To further demonstrate that these higher molecular weight species are indeed ubiquitinated forms of PCNA, we immunoprecipitated PCNA from A549, 293T, and Hela cells, and probed using an antibody directed against Ub or PCNA (Figure 5C). In addition, we excluded the possibility that an ubiquitinated protein was co-immunoprecipitated with PCNA by lysing cells in boiling 0.5% sodium dodecyl sulfate (SDS) to ensure dissociation of PCNA complexes. Following a 5-fold dilution (0.1% SDS), the lysates were immunoprecipitated. Under these conditions, we reproducibly observed several higher molecular weight bands consistent with polyubiquitination of PCNA in each of the three cell lines (Figure 5C and 5D, and Figure S4B and S4C). These Ub-immunoreactive bands correspond well with the predicted molecular weights for di-, tri-, and quad-ubiquitinated PCNA. The antibody against Ub reproducibly demonstrated less affinity for the mono-ubiquitinated form of PCNA, although this was clearly the most abundant form as shown by PCNA immunoblots (Figure 5C and 5D, and Figure S4B and S4C). This appears to be a characteristic of the antibody, as we have seen this reproducibly for other ubiquitinated proteins (unpublished data).

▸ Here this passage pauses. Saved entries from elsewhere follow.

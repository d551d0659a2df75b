//! Platform process plumbing behind the supervisor's process-handle seam.
//!
//! All OS-specific spawn and signal handling lives here. The rest of the
//! crate works against [`ProcessHandle`] and [`ProcessLauncher`], which keeps
//! the lifecycle state machine deterministic under test: a fake launcher can
//! stand in for the operating system without touching any other module.

use std::fmt;
use std::fs::File;
use std::io;
use std::process::{Child, Command, ExitStatus, Stdio};

use tracing::debug;

use crate::module::ModuleSpec;

/// Tracing target for process operations.
const PROCESS_TARGET: &str = "vigil_supervisor::process";

/// Outcome captured when a module process is reaped.
#[derive(Debug, Clone, Copy, PartialEq, Eq)]
pub struct ExitOutcome {
    /// Conventional exit code, when the process exited on its own.
    pub code: Option<i32>,
    /// Terminating signal number, when the process was signalled (Unix).
    pub signal: Option<i32>,
}

impl ExitOutcome {
    /// Outcome for a process that exited with the given code.
    #[must_use]
    pub fn from_code(code: i32) -> Self {
        Self {
            code: Some(code),
            signal: None,
        }
    }

    /// Outcome for a process terminated by the given signal.
    #[must_use]
    pub fn from_signal(signal: i32) -> Self {
        Self {
            code: None,
            signal: Some(signal),
        }
    }
}

impl fmt::Display for ExitOutcome {
    fn fmt(&self, formatter: &mut fmt::Formatter<'_>) -> fmt::Result {
        match (self.code, self.signal) {
            (Some(code), _) => write!(formatter, "exit code {code}"),
            (None, Some(signal)) => write!(formatter, "signal {signal}"),
            (None, None) => formatter.write_str("unknown exit"),
        }
    }
}

impl From<ExitStatus> for ExitOutcome {
    fn from(status: ExitStatus) -> Self {
        #[cfg(unix)]
        let signal = {
            use std::os::unix::process::ExitStatusExt;
            status.signal()
        };
        #[cfg(not(unix))]
        let signal = None;
        Self {
            code: status.code(),
            signal,
        }
    }
}

/// Capability handle over one live OS process.
///
/// Exactly one handle exists per live module process, owned by the module's
/// runtime cell. `terminate` requests a graceful shutdown; `kill` is the hard
/// escalation used once a grace period is exhausted.
pub trait ProcessHandle: Send {
    /// OS process id.
    fn id(&self) -> u32;

    /// Requests graceful termination (SIGTERM on Unix).
    ///
    /// # Errors
    ///
    /// Returns the OS error when the signal could not be delivered. A process
    /// that is already gone is not an error.
    fn terminate(&mut self) -> io::Result<()>;

    /// Forcibly terminates the process.
    ///
    /// # Errors
    ///
    /// Returns the OS error when the kill could not be delivered.
    fn kill(&mut self) -> io::Result<()>;

    /// Reaps the process if it has exited, without blocking.
    ///
    /// # Errors
    ///
    /// Returns the OS error when the process state could not be queried.
    fn try_wait(&mut self) -> io::Result<Option<ExitOutcome>>;

    /// Blocks until the process exits and reaps it.
    ///
    /// Callers only invoke this after `kill`, so the wait is bounded.
    ///
    /// # Errors
    ///
    /// Returns the OS error when waiting failed.
    fn wait(&mut self) -> io::Result<ExitOutcome>;
}

/// Spawner for module processes.
///
/// The supervisor owns a single launcher and uses it for every module; tests
/// inject a fake to drive the state machine deterministically.
pub trait ProcessLauncher: Send + Sync {
    /// Spawns the module with stdout/stderr attached to the given log files.
    ///
    /// Returns once the OS confirms process creation; the spawned service may
    /// still be initialising.
    ///
    /// # Errors
    ///
    /// Returns the OS error when the executable is missing or exec failed.
    fn launch(
        &self,
        spec: &ModuleSpec,
        arguments: &[String],
        stdout: File,
        stderr: File,
    ) -> io::Result<Box<dyn ProcessHandle>>;
}

/// Launcher backed by [`std::process::Command`].
#[derive(Debug, Default)]
pub struct SystemLauncher;

impl SystemLauncher {
    /// Builds the system launcher.
    #[must_use]
    pub fn new() -> Self {
        Self
    }
}

impl ProcessLauncher for SystemLauncher {
    fn launch(
        &self,
        spec: &ModuleSpec,
        arguments: &[String],
        stdout: File,
        stderr: File,
    ) -> io::Result<Box<dyn ProcessHandle>> {
        debug!(
            target: PROCESS_TARGET,
            module = spec.name(),
            program = %spec.program().display(),
            ?arguments,
            "spawning module process"
        );
        let child = Command::new(spec.program())
            .args(arguments)
            .stdin(Stdio::null())
            .stdout(Stdio::from(stdout))
            .stderr(Stdio::from(stderr))
            .spawn()?;
        debug!(
            target: PROCESS_TARGET,
            module = spec.name(),
            pid = child.id(),
            "module process spawned"
        );
        Ok(Box::new(SystemProcess { child }))
    }
}

/// Process handle wrapping a [`Child`].
struct SystemProcess {
    child: Child,
}

impl ProcessHandle for SystemProcess {
    fn id(&self) -> u32 {
        self.child.id()
    }

    #[cfg(unix)]
    fn terminate(&mut self) -> io::Result<()> {
        use nix::errno::Errno;
        use nix::sys::signal::{Signal, kill};
        use nix::unistd::Pid;

        match kill(Pid::from_raw(self.child.id() as i32), Signal::SIGTERM) {
            Ok(()) | Err(Errno::ESRCH) => Ok(()),
            Err(errno) => Err(io::Error::from_raw_os_error(errno as i32)),
        }
    }

    #[cfg(not(unix))]
    fn terminate(&mut self) -> io::Result<()> {
        // No graceful signal on this platform; escalate straight to kill.
        self.child.kill()
    }

    fn kill(&mut self) -> io::Result<()> {
        match self.child.kill() {
            Ok(()) => Ok(()),
            // InvalidInput is what std reports for an already-reaped child.
            Err(error) if error.kind() == io::ErrorKind::InvalidInput => Ok(()),
            Err(error) => Err(error),
        }
    }

    fn try_wait(&mut self) -> io::Result<Option<ExitOutcome>> {
        Ok(self.child.try_wait()?.map(ExitOutcome::from))
    }

    fn wait(&mut self) -> io::Result<ExitOutcome> {
        Ok(self.child.wait().map(ExitOutcome::from)?)
    }
}

#[cfg(test)]
mod tests {
    use super::*;

    #[test]
    fn exit_outcome_renders_code_and_signal() {
        assert_eq!(ExitOutcome::from_code(0).to_string(), "exit code 0");
        assert_eq!(ExitOutcome::from_signal(15).to_string(), "signal 15");
        let unknown = ExitOutcome {
            code: None,
            signal: None,
        };
        assert_eq!(unknown.to_string(), "unknown exit");
    }

    #[cfg(unix)]
    #[test]
    fn system_launcher_reaps_short_lived_process() {
        use crate::module::{ModuleKind, ModuleSpec};
        use std::time::{Duration, Instant};

        let dir = tempfile::tempdir().expect("temp dir");
        let stdout = File::create(dir.path().join("out.log")).expect("stdout file");
        let stderr = File::create(dir.path().join("err.log")).expect("stderr file");
        let spec = ModuleSpec::new("vigil-true", ModuleKind::System, "/bin/true");
        let mut handle = SystemLauncher::new()
            .launch(&spec, &[], stdout, stderr)
            .expect("spawn /bin/true");

        let deadline = Instant::now() + Duration::from_secs(5);
        let outcome = loop {
            if let Some(outcome) = handle.try_wait().expect("try_wait") {
                break outcome;
            }
            assert!(Instant::now() < deadline, "process did not exit in time");
            std::thread::sleep(Duration::from_millis(10));
        };
        assert_eq!(outcome.code, Some(0));
    }

    #[cfg(unix)]
    #[test]
    fn terminate_stops_a_sleeping_process() {
        use crate::module::{ModuleKind, ModuleSpec};

        let dir = tempfile::tempdir().expect("temp dir");
        let stdout = File::create(dir.path().join("out.log")).expect("stdout file");
        let stderr = File::create(dir.path().join("err.log")).expect("stderr file");
        let spec = ModuleSpec::new("vigil-sleep", ModuleKind::System, "/bin/sleep");
        let mut handle = SystemLauncher::new()
            .launch(&spec, &[String::from("30")], stdout, stderr)
            .expect("spawn /bin/sleep");

        handle.terminate().expect("send SIGTERM");
        let outcome = handle.wait().expect("wait for exit");
        assert_eq!(outcome.signal, Some(15));
    }
}
//! The catalog of manageable modules.
//!
//! Built once at discovery time and owned by the supervisor facade; entries
//! are never removed at runtime, only mutated in place. The catalog keeps a
//! primary name map used by every operation plus read-only bundled/system
//! partitions for presentation collaborators.

use std::collections::BTreeMap;
use std::sync::Arc;

use tracing::debug;

use crate::module::{Module, ModuleKind, ModuleSpec};

/// Tracing target for catalog construction.
const CATALOG_TARGET: &str = "vigil_supervisor::catalog";

/// Mapping from module name to module, partitioned by provenance.
///
/// When both a bundled and a system executable exist for the same name, the
/// bundled one is the addressable entry for that name; the system candidate
/// is retained in the system partition only and never shadows the bundled
/// entry under the same key.
#[derive(Debug, Default)]
pub struct ModuleCatalog {
    primary: BTreeMap<String, Arc<Module>>,
    bundled: Vec<Arc<Module>>,
    system: Vec<Arc<Module>>,
}

impl ModuleCatalog {
    /// Builds the catalog from discovered candidates.
    ///
    /// Duplicates inside one partition keep the first occurrence; later
    /// candidates for the same name are dropped with a diagnostic.
    #[must_use]
    pub fn from_candidates(bundled: Vec<ModuleSpec>, system: Vec<ModuleSpec>) -> Self {
        let mut catalog = Self::default();
        for spec in bundled {
            catalog.insert(spec, ModuleKind::Bundled);
        }
        for spec in system {
            catalog.insert(spec, ModuleKind::System);
        }
        catalog
    }

    fn insert(&mut self, spec: ModuleSpec, partition: ModuleKind) {
        let duplicate_in_partition = match partition {
            ModuleKind::Bundled => self.bundled.iter().any(|m| m.name() == spec.name()),
            ModuleKind::System => self.system.iter().any(|m| m.name() == spec.name()),
        };
        if duplicate_in_partition {
            debug!(
                target: CATALOG_TARGET,
                module = spec.name(),
                %partition,
                "dropping duplicate candidate in partition"
            );
            return;
        }

        let module = Arc::new(Module::new(spec));
        match partition {
            ModuleKind::Bundled => self.bundled.push(Arc::clone(&module)),
            ModuleKind::System => self.system.push(Arc::clone(&module)),
        }

        if let Some(existing) = self.primary.get(module.name()) {
            // Bundled candidates are inserted first, so a conflict here means
            // a system candidate arrived for a name the bundled partition
            // already claims. The system copy stays visible in its partition
            // but is not addressable by name.
            debug!(
                target: CATALOG_TARGET,
                module = module.name(),
                primary = %existing.kind(),
                shadowed = %module.kind(),
                "bundled entry shadows system candidate"
            );
            return;
        }
        self.primary.insert(module.name().to_owned(), module);
    }

    /// Resolves a module by name against the primary map.
    #[must_use]
    pub fn get(&self, name: &str) -> Option<&Arc<Module>> {
        self.primary.get(name)
    }

    /// Read-only view of the bundled partition.
    #[must_use]
    pub fn bundled(&self) -> &[Arc<Module>] {
        &self.bundled
    }

    /// Read-only view of the system partition, shadowed candidates included.
    #[must_use]
    pub fn system(&self) -> &[Arc<Module>] {
        &self.system
    }

    /// Iterates the addressable modules in name order.
    pub fn iter(&self) -> impl Iterator<Item = &Arc<Module>> {
        self.primary.values()
    }

    /// Number of addressable modules.
    #[must_use]
    pub fn len(&self) -> usize {
        self.primary.len()
    }

    /// Whether the catalog holds no addressable modules.
    #[must_use]
    pub fn is_empty(&self) -> bool {
        self.primary.is_empty()
    }
}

Interestingly, each of the cell lines, particularly 293T cells, also show low levels of PCNA polyubiquitination in the absence of UV irradiation. However, in all cases the Ub-immunoreactive bands are significantly increased upon irradiation in a manner consistent with the increase in mono-ubiquitinated PCNA (Figure 5C and 5D, and Figure S4B and S4C). Similar to previous reports [29], mono-ubiquitinated PCNA was readily visible 1.5 h after UV treatment and remained present for up to 24 h as detected by the PCNA antibody (Figure S4B). Similarly, bands consistent with di, tri, and quad polyUb forms of PCNA became visible within 1.5 h following UV irradiation, and remained present up to 24 h after exposure (Figure S4B). Importantly, consistent with the PCNA Western blots (Figures 5B and S4), the Ub-immunoreactive bands following PCNA IP in both Hela (Figure S4C) and 293T (Figure 5D) cells were substantially reduced following knockdown of either RAD18 or UBC13. As expected, RAD18 knockdown blocked both mono-ubiquitination and polyubiquitination of PCNA, whereas UBC13 knockdown inhibited only the di, tri, and quad polyUb forms (Figure 5B and 5D, and Figure S4A and S4C).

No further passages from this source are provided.